We found that among older couples, husbands’ cognitive performance was significantly associated with wives’ depression and higher contact with adult children, but such an association was not observed for wives. Our data suggest that the positive mental health of wives and frequent contact with adult children may be important factors for the cognitive function of husbands. However, the results would not necessarily be conclusive due to the very small and likely not representative sample and cross-sectional design. Thus, future longitudinal research studies with a large sample are needed to confirm the observed association.

Author Contributions

Conceptualization, J.-y.M. and K.-b.M.; methodology, J.-y.M. and B.K.; formal analysis, J.-y.M. and B.K.; investigation, J.-y.M. and K.-b.M.; resources, B.K.; data curation, J.-y.M.; writing—original draft preparation, K.-b.M. and B.K.; writing—review and editing, K.-b.M.; supervision, K.-b.M. All authors have read and agreed to the published version of the manuscript.

Funding

This research was supported by the Korea Health Technology R&D Project through the Korea Health Industry Development Institute (KHIDI) and Korea Dementia Research Center (KDRC), funded by the Ministry of Health and Welfare and Ministry of Science and ICT, South Korea (grant number: HU20C0487).

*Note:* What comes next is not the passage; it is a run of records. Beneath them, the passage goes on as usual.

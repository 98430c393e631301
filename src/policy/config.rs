use crate::{Probability, Value};

/// tuning parameters, fixed at construction. the orchestration layer may
/// decay epsilon between matches; nothing else mutates at runtime.
#[derive(Debug, Clone, Copy)]
pub struct Hyper {
    /// learning rate
    pub alpha: Value,
    /// discount
    pub gamma: Value,
    /// trace decay
    pub lambda: Value,
    /// exploration rate
    pub epsilon: Probability,
    /// eligibility entries below this are dropped
    pub trace_floor: Value,
    /// seed unseen table entries from the heuristic instead of 0.0
    pub heuristic_init: bool,
    /// softmax temperatures for heuristic seeding
    pub master_temperature: Value,
    pub sub_temperature: Value,
}

impl Default for Hyper {
    fn default() -> Self {
        Self {
            alpha: crate::DEFAULT_ALPHA,
            gamma: crate::DEFAULT_GAMMA,
            lambda: crate::DEFAULT_LAMBDA,
            epsilon: crate::DEFAULT_EPSILON,
            trace_floor: crate::TRACE_FLOOR,
            heuristic_init: true,
            master_temperature: crate::MASTER_SEED_TEMPERATURE,
            sub_temperature: crate::SUB_SEED_TEMPERATURE,
        }
    }
}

This work was supported by Basic Science Research Program through the National Research Foundation of Korea (NRF) funded by the Ministry of Science and Technology (grant number, 2022R1A2C2010463). This work was supported by the VHS Medical Center Research Grant, Republic of Korea (VHSMC 21040).

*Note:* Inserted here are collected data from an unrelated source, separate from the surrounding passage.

use super::config::Hyper;
use super::heuristic;
use super::master::MasterTable;
use super::session::Session;
use super::sub::SubTable;
use crate::battle::action::{self, ActionId, Choice};
use crate::battle::snapshot::Snapshot;
use crate::encode;
use rand::Rng;
use std::path::Path;

/// the learning agent: two value tables plus tuning. all per-match state
/// lives in the caller's `Session`; the tables are the only thing shared
/// across matches, and `&mut self` serializes their mutation.
#[derive(Debug, Default)]
pub struct Agent {
    pub master: MasterTable,
    pub sub: SubTable,
    pub hyper: Hyper,
}

impl Agent {
    pub fn new(hyper: Hyper) -> Self {
        Self {
            master: MasterTable::default(),
            sub: SubTable::default(),
            hyper,
        }
    }

    /// one decision point. computes the shaped reward for the previous
    /// decision, runs the backward trace update, then selects and
    /// resolves the next action. `None` means the engine offered no
    /// legal action and the caller must fall back to an engine default.
    pub fn decide<R: Rng>(
        &mut self,
        session: &mut Session,
        snapshot: &Snapshot,
        rng: &mut R,
    ) -> Option<Choice> {
        let reward = session.shaper.observe(snapshot);

        let key = encode::master(snapshot);
        let legal = action::legal(snapshot);
        if legal.is_empty() {
            return None;
        }
        if self.hyper.heuristic_init {
            heuristic::seed_master(
                &mut self.master,
                &key,
                &legal,
                snapshot,
                self.hyper.master_temperature,
            );
        }
        let (chosen, is_greedy) = self
            .master
            .select(&key, &legal, self.hyper.epsilon, rng)
            .expect("legal set checked nonempty");
        let max_next_q = self.master.max_over(&key, &legal);

        if let Some(ref last) = session.last {
            session.traces.update(
                &mut self.master,
                &mut self.sub,
                last,
                session.last_sub.as_ref(),
                session.last_sub_greedy,
                reward,
                max_next_q,
                is_greedy,
                &self.hyper,
            );
        }

        session.last = Some((key, chosen));
        // the switch context is one-shot, but its greediness carries over:
        // the sub trace chain keeps decaying through direct-move turns and
        // only an exploratory step (or session reset) severs it
        session.last_sub = None;

        match chosen {
            ActionId::Slot(slot) => {
                let mv = action::resolve_slot(snapshot, slot)?;
                Some(Choice::Move(mv.id.clone()))
            }
            ActionId::Delegate => self.delegate(session, snapshot, is_greedy, rng),
        }
    }

    /// the switch specialist: evaluate every candidate, pick epsilon-
    /// greedily, and record the chosen context with its coupled
    /// greediness for the next trace update
    fn delegate<R: Rng>(
        &mut self,
        session: &mut Session,
        snapshot: &Snapshot,
        parent_greedy: bool,
        rng: &mut R,
    ) -> Option<Choice> {
        let keys: Vec<_> = snapshot
            .switch_candidates
            .iter()
            .map(|cand| encode::sub(snapshot, cand))
            .collect();
        if self.hyper.heuristic_init {
            heuristic::seed_sub(&mut self.sub, snapshot, &keys, self.hyper.sub_temperature);
        }
        let (idx, sub_greedy) = self.sub.select(&keys, self.hyper.epsilon, rng)?;
        session.last_sub = Some(keys.into_iter().nth(idx).expect("index from select"));
        session.last_sub_greedy = sub_greedy && parent_greedy;
        Some(Choice::Switch(idx))
    }

    /// match over: fold the terminal reward into the final shaped step
    /// reward, nudge the last switch context, run the closing trace
    /// update against a zero-valued terminal state, and reset the session
    pub fn finish(&mut self, session: &mut Session, snapshot: &Snapshot, won: bool) {
        let step = session.shaper.observe(snapshot);
        let outcome = if won {
            crate::TERMINAL_REWARD
        } else {
            -crate::TERMINAL_REWARD
        };
        let reward = step + outcome;

        if let Some(ref context) = session.last_sub {
            self.sub.nudge(context, reward, crate::SWITCH_NUDGE_ALPHA);
        }
        if let Some(ref last) = session.last {
            session.traces.update(
                &mut self.master,
                &mut self.sub,
                last,
                session.last_sub.as_ref(),
                session.last_sub_greedy,
                reward,
                0.0,
                true,
                &self.hyper,
            );
        }
        session.reset();
    }

    /// match abandoned (engine timeout): neither win nor loss. the
    /// pending context and traces are discarded without attribution.
    pub fn abandon(&self, session: &mut Session) {
        session.reset();
    }

    /// serialize both tables; failures surface to the caller
    pub fn checkpoint(&self, path: &Path) -> std::io::Result<()> {
        crate::save::checkpoint::save(path, &self.master, &self.sub)
    }

    /// restore both tables; a missing or corrupt checkpoint starts empty
    pub fn restore(path: &Path, hyper: Hyper) -> Self {
        let (master, sub) = crate::save::checkpoint::load(path);
        Self { master, sub, hyper }
    }
}

#[cfg(test)]
mod tests {
    use super::*;
    use crate::battle::element::Element;
    use crate::battle::unit::{Boosts, Move, MoveKind, Stats, Unit};
    use rand::rngs::SmallRng;
    use rand::SeedableRng;

    fn mv(id: &str) -> Move {
        Move {
            id: id.to_string(),
            power: 80.0,
            accuracy: 1.0,
            element: Element::Normal,
            kind: MoveKind::Physical,
        }
    }

    fn unit(species: &str, hp: u32) -> Unit {
        Unit {
            species: species.to_string(),
            hp,
            max_hp: 100,
            fainted: false,
            status: None,
            boosts: Boosts::default(),
            ability: None,
            elements: vec![Element::Normal],
            stats: Stats {
                atk: 100,
                def: 100,
                spa: 100,
                spd: 100,
                spe: 100,
            },
            moves: vec![mv("slash"), mv("tackle")],
        }
    }

    fn snapshot(own_hp: u32, foe_hp: u32) -> Snapshot {
        Snapshot {
            own_active: Some(unit("tauros", own_hp)),
            foe_active: Some(unit("chansey", foe_hp)),
            own_roster: vec![unit("tauros", own_hp)],
            foe_roster: vec![unit("chansey", foe_hp)],
            available_moves: vec!["slash".to_string(), "tackle".to_string()],
            ..Snapshot::default()
        }
    }

    fn greedy_agent() -> Agent {
        Agent::new(Hyper {
            epsilon: 0.0,
            heuristic_init: false,
            ..Hyper::default()
        })
    }

    #[test]
    fn no_action_available_is_reported_not_fatal() {
        let mut agent = greedy_agent();
        let mut session = Session::new();
        let mut rng = SmallRng::seed_from_u64(0);
        assert!(agent
            .decide(&mut session, &Snapshot::default(), &mut rng)
            .is_none());
        assert!(!session.in_flight());
    }

    #[test]
    fn first_decision_fires_no_update() {
        let mut agent = greedy_agent();
        let mut session = Session::new();
        let mut rng = SmallRng::seed_from_u64(1);
        let choice = agent.decide(&mut session, &snapshot(100, 100), &mut rng);
        assert!(choice.is_some());
        assert!(session.in_flight());
        // nothing to bootstrap from yet: table still empty
        assert!(agent.master.is_empty());
        assert!(session.traces().is_empty());
    }

    #[test]
    fn second_decision_propagates_the_shaped_reward() {
        let mut agent = greedy_agent();
        let mut session = Session::new();
        let mut rng = SmallRng::seed_from_u64(2);
        agent.decide(&mut session, &snapshot(100, 100), &mut rng);
        let last = session.last.clone().unwrap();
        // the opponent lost 30% health between decision points
        agent.decide(&mut session, &snapshot(100, 70), &mut rng);
        let expect = agent.hyper.alpha * (crate::W_HEALTH * 0.3);
        assert!((agent.master.get(&last.0, last.1) - expect).abs() < 1e-9);
    }

    #[test]
    fn win_outscores_loss() {
        let run = |won: bool| {
            let mut agent = greedy_agent();
            let mut session = Session::new();
            let mut rng = SmallRng::seed_from_u64(3);
            agent.decide(&mut session, &snapshot(100, 100), &mut rng);
            let last = session.last.clone().unwrap();
            agent.finish(&mut session, &snapshot(100, 100), won);
            agent.master.get(&last.0, last.1)
        };
        let won = run(true);
        let lost = run(false);
        assert!(won > lost);
        assert!((won - lost - 2.0 * crate::DEFAULT_ALPHA).abs() < 1e-9);
    }

    #[test]
    fn finish_resets_the_session() {
        let mut agent = greedy_agent();
        let mut session = Session::new();
        let mut rng = SmallRng::seed_from_u64(4);
        agent.decide(&mut session, &snapshot(100, 100), &mut rng);
        agent.finish(&mut session, &snapshot(100, 50), true);
        assert!(!session.in_flight());
        assert!(session.traces().is_empty());
    }

    #[test]
    fn abandon_discards_without_attribution() {
        let mut agent = greedy_agent();
        let mut session = Session::new();
        let mut rng = SmallRng::seed_from_u64(5);
        agent.decide(&mut session, &snapshot(100, 100), &mut rng);
        agent.decide(&mut session, &snapshot(90, 80), &mut rng);
        let before: Vec<_> = agent.master.iter().map(|(k, v)| (k.clone(), *v)).collect();
        agent.abandon(&mut session);
        assert!(!session.in_flight());
        assert!(session.traces().is_empty());
        // no terminal reward leaked into the tables
        let after: Vec<_> = agent.master.iter().map(|(k, v)| (k.clone(), *v)).collect();
        assert_eq!(before, after);
    }

    #[test]
    fn sub_trace_outlives_the_delegation_turn() {
        let mut agent = greedy_agent();
        let mut session = Session::new();
        let mut rng = SmallRng::seed_from_u64(8);
        let mut snap = snapshot(100, 100);
        snap.force_switch = true;
        snap.switch_candidates = vec![unit("golem", 100), unit("jolteon", 100)];
        agent.decide(&mut session, &snap, &mut rng);
        let context = session.last_sub.clone().unwrap();
        let factor = agent.hyper.gamma * agent.hyper.lambda;
        // greedy direct moves decay the sub chain rather than cutting it
        agent.decide(&mut session, &snapshot(100, 100), &mut rng);
        assert!((session.traces().sub_trace(&context) - factor).abs() < 1e-12);
        agent.decide(&mut session, &snapshot(100, 100), &mut rng);
        assert!((session.traces().sub_trace(&context) - factor * factor).abs() < 1e-12);
    }

    #[test]
    fn delegation_records_the_switch_context() {
        let mut agent = greedy_agent();
        let mut session = Session::new();
        let mut rng = SmallRng::seed_from_u64(6);
        let mut snap = snapshot(100, 100);
        snap.force_switch = true;
        snap.switch_candidates = vec![unit("golem", 100), unit("jolteon", 100)];
        let choice = agent.decide(&mut session, &snap, &mut rng).unwrap();
        match choice {
            Choice::Switch(idx) => assert!(idx < 2),
            other => panic!("expected a switch, got {:?}", other),
        }
        assert!(session.last_sub.is_some());
        assert!(session.last_sub_greedy);
    }
}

Institutional Review Board Statement

The study protocols were approved by the Institutional Ethical Review Board of the Veterans Health Service Medical Center (IRB no. BOHUN 2021-02-024, BOHUN 2021-01-066).

Informed Consent Statement

Informed consent was obtained from all subjects involved in the study. Written informed consent has been obtained from all subjects to publish this paper.

Data Availability Statement

The data that support the findings of this study are available from the corresponding author, J.-y.M., upon reasonable request.

Conflicts of Interest

The authors declare no conflict of interest. The funders had no role in the design of the study; in the collection, analyses, or interpretation of data; in the writing of the manuscript; or in the decision to publish the results.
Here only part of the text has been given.